“Mama!” Lucie exclaimed, not moving from Cam’s lap. “Look at what Diep can do with eggs! They fly like birds. It’s magic.”
“It really is,” I said, watching the second egg land in the pan, its yolk intact.
“Shall I sit with you while you eat, darling?” I asked her. “On the terrace?”
Lucie hesitated, then looked at the cook. “I want to stay here and see the eggs,” she said, leaning her head against Cam’s shoulder. “May I?” she said after my face fell. “Just for today?”
“Of course, darling,” I replied, forcing a smile. I had counted on her taking to the staff, but perhaps not so quickly. “How amusing,” I said. “Flying eggs.”
I made my way back upstairs, walked down the tiled hallway, stepping only in the middle of it, the slight clack of my low-heeled day shoes the only sound in the house. When I reached the end of the hall, I paused in front of the master bedroom. I leaned against the doorway and looked inside. I’d never had such a large bedroom. Our apartment in Paris was beautiful, but the French didn’t build the same way in their country.
I closed my eyes a minute, remembering my childhood bedroom. In our neglected farmhouse, the walls were a mix of old chipped paint and water leaks. In the bedrooms, there were creaky metal beds everywhere with sagging mattresses that felt like sleeping on wet cardboard. Like the rest of the house, my bedroom was inhabited by children of various sizes with too little space and privacy to properly grow.

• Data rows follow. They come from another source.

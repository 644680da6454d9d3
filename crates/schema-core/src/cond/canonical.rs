//! Evaluator for the canonical C-like condition syntax.
//!
//! Supports integer literals (decimal or `0x` hex), dotted identifiers,
//! string literals, `!`, unary `-`, `&`, comparisons, `&&` and `||` with the
//! usual C precedence. Comparisons and logical operators yield `1` or `0`.

use std::collections::BTreeSet;
use std::fmt;

/// Parsed canonical expression.
#[derive(Debug, Clone, PartialEq, Eq)]
pub enum Expr {
    Number(i128),
    /// Dotted field access path resolved at evaluation time.
    Variable(String),
    Str(String),
    Unary {
        op: UnaryOp,
        expr: Box<Expr>,
    },
    Binary {
        op: BinaryOp,
        left: Box<Expr>,
        right: Box<Expr>,
    },
}

#[derive(Debug, Clone, Copy, PartialEq, Eq)]
pub enum UnaryOp {
    Not,
    Neg,
}

#[derive(Debug, Clone, Copy, PartialEq, Eq)]
pub enum BinaryOp {
    Or,
    And,
    BitAnd,
    Eq,
    Ne,
    Lt,
    Le,
    Gt,
    Ge,
}

#[derive(Debug, Clone)]
pub struct ParseError {
    msg: String,
}

impl ParseError {
    fn new<S: Into<String>>(msg: S) -> Self {
        Self { msg: msg.into() }
    }
}

impl fmt::Display for ParseError {
    fn fmt(&self, f: &mut fmt::Formatter<'_>) -> fmt::Result {
        write!(f, "{}", self.msg)
    }
}

impl std::error::Error for ParseError {}

#[derive(Debug, Clone)]
pub enum EvalError {
    UnknownVariable(String),
    /// String operands cannot be evaluated over an integer resolver.
    StringOperand(String),
}

impl fmt::Display for EvalError {
    fn fmt(&self, f: &mut fmt::Formatter<'_>) -> fmt::Result {
        match self {
            EvalError::UnknownVariable(var) => write!(f, "unknown variable {var}"),
            EvalError::StringOperand(text) => write!(f, "string operand \"{text}\" is not supported"),
        }
    }
}

impl std::error::Error for EvalError {}

pub fn parse_expression(input: &str) -> Result<Expr, ParseError> {
    let mut parser = Parser::new(input)?;
    let expr = parser.parse_or()?;
    if !matches!(parser.lookahead, Token::End) {
        return Err(ParseError::new("unexpected trailing tokens"));
    }
    Ok(expr)
}

/// Evaluate `ast`, asking `vars` for the value of every variable it reads.
///
/// `&&` and `||` short-circuit, so unused branches never query `vars`.
pub fn evaluate(
    ast: &Expr,
    vars: &mut dyn FnMut(&str) -> Result<i128, EvalError>,
) -> Result<i128, EvalError> {
    match ast {
        Expr::Number(value) => Ok(*value),
        Expr::Variable(name) => vars(name),
        Expr::Str(text) => Err(EvalError::StringOperand(text.clone())),
        Expr::Unary { op, expr } => {
            let inner = evaluate(expr, vars)?;
            Ok(match op {
                UnaryOp::Not => i128::from(inner == 0),
                UnaryOp::Neg => -inner,
            })
        }
        Expr::Binary { op, left, right } => {
            let lhs = evaluate(left, vars)?;
            match op {
                BinaryOp::Or if lhs != 0 => return Ok(1),
                BinaryOp::And if lhs == 0 => return Ok(0),
                _ => {}
            }
            let rhs = evaluate(right, vars)?;
            Ok(match op {
                BinaryOp::Or | BinaryOp::And => i128::from(rhs != 0),
                BinaryOp::BitAnd => lhs & rhs,
                BinaryOp::Eq => i128::from(lhs == rhs),
                BinaryOp::Ne => i128::from(lhs != rhs),
                BinaryOp::Lt => i128::from(lhs < rhs),
                BinaryOp::Le => i128::from(lhs <= rhs),
                BinaryOp::Gt => i128::from(lhs > rhs),
                BinaryOp::Ge => i128::from(lhs >= rhs),
            })
        }
    }
}

pub fn collect_identifiers(ast: &Expr, out: &mut BTreeSet<String>) {
    match ast {
        Expr::Number(_) | Expr::Str(_) => {}
        Expr::Variable(name) => {
            out.insert(name.clone());
        }
        Expr::Unary { expr, .. } => collect_identifiers(expr, out),
        Expr::Binary { left, right, .. } => {
            collect_identifiers(left, out);
            collect_identifiers(right, out);
        }
    }
}

#[derive(Debug, Clone, PartialEq)]
enum Token {
    Number(i128),
    Ident(String),
    Str(String),
    OrOr,
    AndAnd,
    Amp,
    EqEq,
    NotEq,
    Lt,
    Le,
    Gt,
    Ge,
    Bang,
    Minus,
    LParen,
    RParen,
    End,
}

struct Lexer<'a> {
    input: &'a [u8],
    pos: usize,
}

impl<'a> Lexer<'a> {
    fn new(input: &'a str) -> Self {
        Lexer {
            input: input.as_bytes(),
            pos: 0,
        }
    }

    fn next_token(&mut self) -> Result<Token, ParseError> {
        self.skip_ws();
        let Some(&byte) = self.input.get(self.pos) else {
            return Ok(Token::End);
        };
        let next = self.input.get(self.pos + 1).copied();
        let (token, width) = match (byte, next) {
            (b'0'..=b'9', _) => return self.lex_number(),
            (b'a'..=b'z' | b'A'..=b'Z' | b'_', _) => return self.lex_ident(),
            (b'"', _) => return self.lex_string(),
            (b'|', Some(b'|')) => (Token::OrOr, 2),
            (b'&', Some(b'&')) => (Token::AndAnd, 2),
            (b'&', _) => (Token::Amp, 1),
            (b'=', Some(b'=')) => (Token::EqEq, 2),
            (b'!', Some(b'=')) => (Token::NotEq, 2),
            (b'!', _) => (Token::Bang, 1),
            (b'<', Some(b'=')) => (Token::Le, 2),
            (b'<', _) => (Token::Lt, 1),
            (b'>', Some(b'=')) => (Token::Ge, 2),
            (b'>', _) => (Token::Gt, 1),
            (b'-', _) => (Token::Minus, 1),
            (b'(', _) => (Token::LParen, 1),
            (b')', _) => (Token::RParen, 1),
            _ => {
                return Err(ParseError::new(format!(
                    "unexpected character '{}'",
                    byte as char
                )))
            }
        };
        self.pos += width;
        Ok(token)
    }

    fn skip_ws(&mut self) {
        while let Some(&byte) = self.input.get(self.pos) {
            if byte.is_ascii_whitespace() {
                self.pos += 1;
            } else {
                break;
            }
        }
    }

    fn lex_number(&mut self) -> Result<Token, ParseError> {
        let start = self.pos;
        while let Some(&byte) = self.input.get(self.pos) {
            if byte.is_ascii_alphanumeric() {
                self.pos += 1;
            } else {
                break;
            }
        }
        let text = std::str::from_utf8(&self.input[start..self.pos])
            .map_err(|_| ParseError::new("invalid UTF-8 in number"))?;
        let value = match text.strip_prefix("0x").or_else(|| text.strip_prefix("0X")) {
            Some(hex) => i128::from_str_radix(hex, 16),
            None => text.parse::<i128>(),
        };
        value
            .map(Token::Number)
            .map_err(|_| ParseError::new(format!("invalid number literal '{text}'")))
    }

    fn lex_ident(&mut self) -> Result<Token, ParseError> {
        let start = self.pos;
        self.pos += 1;
        while let Some(&byte) = self.input.get(self.pos) {
            if byte.is_ascii_alphanumeric() || byte == b'_' || byte == b'.' {
                self.pos += 1;
            } else {
                break;
            }
        }
        let text = std::str::from_utf8(&self.input[start..self.pos])
            .map_err(|_| ParseError::new("invalid UTF-8 in identifier"))?;
        if text.ends_with('.') || text.contains("..") {
            return Err(ParseError::new(format!("malformed access path '{text}'")));
        }
        Ok(Token::Ident(text.to_string()))
    }

    fn lex_string(&mut self) -> Result<Token, ParseError> {
        self.pos += 1;
        let start = self.pos;
        while let Some(&byte) = self.input.get(self.pos) {
            if byte == b'"' {
                let text = String::from_utf8_lossy(&self.input[start..self.pos]).to_string();
                self.pos += 1;
                return Ok(Token::Str(text));
            }
            self.pos += 1;
        }
        Err(ParseError::new("unterminated string literal"))
    }
}

struct Parser<'a> {
    lexer: Lexer<'a>,
    lookahead: Token,
}

impl<'a> Parser<'a> {
    fn new(input: &'a str) -> Result<Self, ParseError> {
        let mut lexer = Lexer::new(input);
        let lookahead = lexer.next_token()?;
        Ok(Parser { lexer, lookahead })
    }

    fn parse_or(&mut self) -> Result<Expr, ParseError> {
        let mut node = self.parse_and()?;
        while matches!(self.lookahead, Token::OrOr) {
            self.advance()?;
            let rhs = self.parse_and()?;
            node = binary(BinaryOp::Or, node, rhs);
        }
        Ok(node)
    }

    fn parse_and(&mut self) -> Result<Expr, ParseError> {
        let mut node = self.parse_bit_and()?;
        while matches!(self.lookahead, Token::AndAnd) {
            self.advance()?;
            let rhs = self.parse_bit_and()?;
            node = binary(BinaryOp::And, node, rhs);
        }
        Ok(node)
    }

    fn parse_bit_and(&mut self) -> Result<Expr, ParseError> {
        let mut node = self.parse_equality()?;
        while matches!(self.lookahead, Token::Amp) {
            self.advance()?;
            let rhs = self.parse_equality()?;
            node = binary(BinaryOp::BitAnd, node, rhs);
        }
        Ok(node)
    }

    fn parse_equality(&mut self) -> Result<Expr, ParseError> {
        let mut node = self.parse_relational()?;
        loop {
            let op = match self.lookahead {
                Token::EqEq => BinaryOp::Eq,
                Token::NotEq => BinaryOp::Ne,
                _ => break,
            };
            self.advance()?;
            let rhs = self.parse_relational()?;
            node = binary(op, node, rhs);
        }
        Ok(node)
    }

    fn parse_relational(&mut self) -> Result<Expr, ParseError> {
        let mut node = self.parse_unary()?;
        loop {
            let op = match self.lookahead {
                Token::Lt => BinaryOp::Lt,
                Token::Le => BinaryOp::Le,
                Token::Gt => BinaryOp::Gt,
                Token::Ge => BinaryOp::Ge,
                _ => break,
            };
            self.advance()?;
            let rhs = self.parse_unary()?;
            node = binary(op, node, rhs);
        }
        Ok(node)
    }

    fn parse_unary(&mut self) -> Result<Expr, ParseError> {
        match self.lookahead.clone() {
            Token::Bang => {
                self.advance()?;
                let expr = self.parse_unary()?;
                Ok(Expr::Unary {
                    op: UnaryOp::Not,
                    expr: Box::new(expr),
                })
            }
            Token::Minus => {
                self.advance()?;
                let expr = self.parse_unary()?;
                Ok(Expr::Unary {
                    op: UnaryOp::Neg,
                    expr: Box::new(expr),
                })
            }
            Token::Number(value) => {
                self.advance()?;
                Ok(Expr::Number(value))
            }
            Token::Ident(name) => {
                self.advance()?;
                Ok(Expr::Variable(name))
            }
            Token::Str(text) => {
                self.advance()?;
                Ok(Expr::Str(text))
            }
            Token::LParen => {
                self.advance()?;
                let expr = self.parse_or()?;
                if !matches!(self.lookahead, Token::RParen) {
                    return Err(ParseError::new("missing closing ')'"));
                }
                self.advance()?;
                Ok(expr)
            }
            Token::End => Err(ParseError::new("unexpected end of expression")),
            other => Err(ParseError::new(format!("unexpected token {other:?}"))),
        }
    }

    fn advance(&mut self) -> Result<(), ParseError> {
        self.lookahead = self.lexer.next_token()?;
        Ok(())
    }
}

fn binary(op: BinaryOp, left: Expr, right: Expr) -> Expr {
    Expr::Binary {
        op,
        left: Box::new(left),
        right: Box::new(right),
    }
}

#[cfg(test)]
mod tests {
    use super::*;

    fn eval_with(expr: &str, vars: &[(&str, i128)]) -> i128 {
        let ast = parse_expression(expr).expect("parse expression");
        let mut lookup = |name: &str| {
            vars.iter()
                .find(|(var, _)| *var == name)
                .map(|(_, value)| *value)
                .ok_or_else(|| EvalError::UnknownVariable(name.to_string()))
        };
        evaluate(&ast, &mut lookup).expect("eval")
    }

    #[test]
    fn comparisons_and_logic() {
        let expr = "(mode == 1) && ((hdr.len > 0x10) || (kind != -2))";
        assert_eq!(eval_with(expr, &[("mode", 1), ("hdr.len", 17), ("kind", -2)]), 1);
        assert_eq!(eval_with(expr, &[("mode", 1), ("hdr.len", 16), ("kind", -2)]), 0);
        assert_eq!(eval_with(expr, &[("mode", 1), ("hdr.len", 3), ("kind", 7)]), 1);
    }

    #[test]
    fn bit_tests_follow_c_precedence() {
        assert_eq!(eval_with("((flags & 0x4) != 0)", &[("flags", 5)]), 1);
        assert_eq!(eval_with("((flags & 0x4) == 0)", &[("flags", 5)]), 0);
        // `==` binds tighter than `&`.
        assert_eq!(eval_with("flags & 4 == 4", &[("flags", 1)]), 1);
        assert_eq!(eval_with("!(a < b)", &[("a", 1), ("b", 2)]), 0);
    }

    #[test]
    fn short_circuit_skips_unknown_variables() {
        assert_eq!(eval_with("(a == 0) || (missing == 1)", &[("a", 0)]), 1);
        let ast = parse_expression("(a == 1) && (missing == 1)").expect("parse");
        let mut vars = |name: &str| match name {
            "a" => Ok(1),
            _ => Err(EvalError::UnknownVariable(name.to_string())),
        };
        let err = evaluate(&ast, &mut vars).expect_err("unknown variable");
        assert!(matches!(err, EvalError::UnknownVariable(ref v) if v == "missing"));
    }

    #[test]
    fn identifiers_and_errors() {
        let ast = parse_expression("(a.b == 1) && (c >= a.b)").expect("parse");
        let mut names = BTreeSet::new();
        collect_identifiers(&ast, &mut names);
        assert_eq!(names.into_iter().collect::<Vec<_>>(), ["a.b", "c"]);
        assert!(parse_expression("(a == 1").is_err());
        assert!(parse_expression("a == 1 )").is_err());
        assert!(parse_expression("a. == 1").is_err());
        assert!(parse_expression("a = 1").is_err());
    }
}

I looked at my new bed, already made by one of the servants, the light streaming in to kiss the room, and wished I could transport the restless child that I had been to this place. But it wasn’t worth looking backward. My childhood was lost, but I had Lucie. She, I had vowed when I started to feel her move in my stomach, would have everything I had not. She would be the opposite of me.
I walked into the bedroom and put my hands on the bed. I was tempted to climb back in, my body still not set to the hours of the Orient, but I noticed there was a door to my left slightly ajar. I thought it was the closet, but quickly realized that it was the door to the adjoining room, the small one that Victor had taken for his study. One of the servants must have opened it and forgotten to close it when I was downstairs.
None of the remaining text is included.